• _Data records_:
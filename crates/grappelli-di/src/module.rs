//! Modules: reusable bundles of provider declarations
//!
//! A [`Module`] declares providers and scopes against a [`Binder`] instead
//! of a live graph, so one configuration can be installed into many graphs
//! and duplicate declarations are caught before anything is registered.
//!
//! # Examples
//!
//! ```
//! use grappelli_di::{
//! 	Binder, DependencyMap, DiResult, Module, ObjectGraph, Spec, to_object,
//! };
//!
//! struct DatabaseModule;
//!
//! impl Module for DatabaseModule {
//! 	fn configure(&self, binder: &mut Binder) -> DiResult<()> {
//! 		binder.bind_instance(Spec::name("db_url"), to_object("sqlite://somedb"))?;
//! 		binder.bind_factory(
//! 			Spec::name("db_connection"),
//! 			DependencyMap::new().with_position(Spec::name("db_url")),
//! 			None,
//! 			|args| {
//! 				let url = args.positional_as::<&str>(0)?;
//! 				Ok(to_object(format!("connected to {url}")))
//! 			},
//! 		)
//! 	}
//! }
//!
//! let graph = ObjectGraph::new();
//! graph.install(&DatabaseModule).unwrap();
//! graph.validate().unwrap();
//! ```

use crate::dependency::{Arguments, DependencyMap, Object};
use crate::error::{DiError, DiResult};
use crate::graph::ObjectGraph;
use crate::provider::{FactoryProvider, FunctionProvider, Provider, ProviderFn};
use crate::scope::{Scope, ScopeTag};
use crate::spec::Spec;
use std::sync::Arc;
use tracing::debug;

/// A reusable bundle of provider and scope declarations.
pub trait Module: Send + Sync {
	/// Declares this module's providers and scopes against `binder`.
	fn configure(&self, binder: &mut Binder) -> DiResult<()>;
}

enum Registration {
	Provider {
		specification: Spec,
		provider: Arc<dyn Provider>,
	},
	Factory {
		specification: Spec,
		dependencies: DependencyMap,
		scope: Option<ScopeTag>,
		factory: Arc<ProviderFn>,
	},
	Function {
		specification: Spec,
		dependencies: DependencyMap,
		scope: Option<ScopeTag>,
		function: Arc<ProviderFn>,
	},
	Instance {
		specification: Spec,
		instance: Object,
	},
}

impl Registration {
	fn specification(&self) -> &Spec {
		match self {
			Self::Provider { specification, .. }
			| Self::Factory { specification, .. }
			| Self::Function { specification, .. }
			| Self::Instance { specification, .. } => specification,
		}
	}
}

/// Collects a module's declarations before they touch a graph.
///
/// Each specification may be declared at most once per binder; a second
/// declaration fails immediately with [`DiError::DuplicateProvider`].
#[derive(Default)]
pub struct Binder {
	registrations: Vec<Registration>,
	scopes: Vec<(ScopeTag, Arc<dyn Scope>)>,
}

impl Binder {
	pub fn new() -> Self {
		Self::default()
	}

	fn push(&mut self, registration: Registration) -> DiResult<()> {
		let specification = registration.specification();
		if self
			.registrations
			.iter()
			.any(|existing| existing.specification() == specification)
		{
			return Err(DiError::DuplicateProvider(specification.clone()));
		}
		self.registrations.push(registration);
		Ok(())
	}

	/// Declares an arbitrary provider for `specification`.
	pub fn bind_provider(
		&mut self,
		specification: impl Into<Spec>,
		provider: Arc<dyn Provider>,
	) -> DiResult<()> {
		self.push(Registration::Provider {
			specification: specification.into(),
			provider,
		})
	}

	/// Declares a factory callable for `specification`.
	///
	/// `scope` names a tag that must be known to the target graph at install
	/// time, either built-in or declared through [`bind_scope`](Self::bind_scope).
	pub fn bind_factory<F>(
		&mut self,
		specification: impl Into<Spec>,
		dependencies: DependencyMap,
		scope: Option<ScopeTag>,
		factory: F,
	) -> DiResult<()>
	where
		F: Fn(Arguments) -> DiResult<Object> + Send + Sync + 'static,
	{
		self.push(Registration::Factory {
			specification: specification.into(),
			dependencies,
			scope,
			factory: Arc::new(factory),
		})
	}

	/// Declares a function for `specification`.
	pub fn bind_function<F>(
		&mut self,
		specification: impl Into<Spec>,
		dependencies: DependencyMap,
		scope: Option<ScopeTag>,
		function: F,
	) -> DiResult<()>
	where
		F: Fn(Arguments) -> DiResult<Object> + Send + Sync + 'static,
	{
		self.push(Registration::Function {
			specification: specification.into(),
			dependencies,
			scope,
			function: Arc::new(function),
		})
	}

	/// Declares a pre-built instance for `specification`.
	pub fn bind_instance(
		&mut self,
		specification: impl Into<Spec>,
		instance: Object,
	) -> DiResult<()> {
		self.push(Registration::Instance {
			specification: specification.into(),
			instance,
		})
	}

	/// Declares a scope instance under `tag`.
	pub fn bind_scope(&mut self, tag: impl Into<ScopeTag>, scope: Arc<dyn Scope>) {
		self.scopes.push((tag.into(), scope));
	}

	/// Number of provider declarations collected so far.
	pub fn len(&self) -> usize {
		self.registrations.len()
	}

	pub fn is_empty(&self) -> bool {
		self.registrations.is_empty()
	}
}

impl ObjectGraph {
	/// Installs a module: runs its [`configure`](Module::configure) against a
	/// fresh binder, then registers the collected declarations.
	///
	/// Scopes are registered before providers, so a factory may reference a
	/// scope tag declared by the same module. On error nothing is partially
	/// registered except the declarations applied before the failure.
	pub fn install(&self, module: &dyn Module) -> DiResult<()> {
		let mut binder = Binder::new();
		module.configure(&mut binder)?;
		debug!(
			providers = binder.registrations.len(),
			scopes = binder.scopes.len(),
			"installing module"
		);

		for (tag, scope) in binder.scopes {
			self.register_scope(tag, scope);
		}
		for registration in binder.registrations {
			match registration {
				Registration::Provider {
					specification,
					provider,
				} => self.register_provider(specification, provider),
				Registration::Factory {
					specification,
					dependencies,
					scope,
					factory,
				} => {
					let provider = FactoryProvider::from_shared(dependencies, factory);
					let provider = match scope {
						Some(tag) => provider.with_scope(self.scope_instance(&tag)?),
						None => provider,
					};
					self.register_provider(specification, Arc::new(provider));
				}
				Registration::Function {
					specification,
					dependencies,
					scope,
					function,
				} => {
					let provider = FunctionProvider::from_shared(dependencies, function);
					let provider = match scope {
						Some(tag) => provider.with_scope(self.scope_instance(&tag)?),
						None => provider,
					};
					self.register_provider(specification, Arc::new(provider));
				}
				Registration::Instance {
					specification,
					instance,
				} => self.register_instance_arc(specification, instance),
			}
		}
		Ok(())
	}
}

• _Your objective_:
Please set down again, word for word, only the lines from the start of the entries through the line with "use tracing::debug;", both ends included.

• _Response_:
filename crates/grappelli-di/src/module.rs
//! Modules: reusable bundles of provider declarations
//!
//! A [`Module`] declares providers and scopes against a [`Binder`] instead
//! of a live graph, so one configuration can be installed into many graphs
//! and duplicate declarations are caught before anything is registered.
//!
//! # Examples
//!
//! ```
//! use grappelli_di::{
//! 	Binder, DependencyMap, DiResult, Module, ObjectGraph, Spec, to_object,
//! };
//!
//! struct DatabaseModule;
//!
//! impl Module for DatabaseModule {
//! 	fn configure(&self, binder: &mut Binder) -> DiResult<()> {
//! 		binder.bind_instance(Spec::name("db_url"), to_object("sqlite://somedb"))?;
//! 		binder.bind_factory(
//! 			Spec::name("db_connection"),
//! 			DependencyMap::new().with_position(Spec::name("db_url")),
//! 			None,
//! 			|args| {
//! 				let url = args.positional_as::<&str>(0)?;
//! 				Ok(to_object(format!("connected to {url}")))
//! 			},
//! 		)
//! 	}
//! }
//!
//! let graph = ObjectGraph::new();
//! graph.install(&DatabaseModule).unwrap();
//! graph.validate().unwrap();
//! ```

use crate::dependency::{Arguments, DependencyMap, Object};
use crate::error::{DiError, DiResult};
use crate::graph::ObjectGraph;
use crate::provider::{FactoryProvider, FunctionProvider, Provider, ProviderFn};
use crate::scope::{Scope, ScopeTag};
use crate::spec::Spec;
use std::sync::Arc;
use tracing::debug;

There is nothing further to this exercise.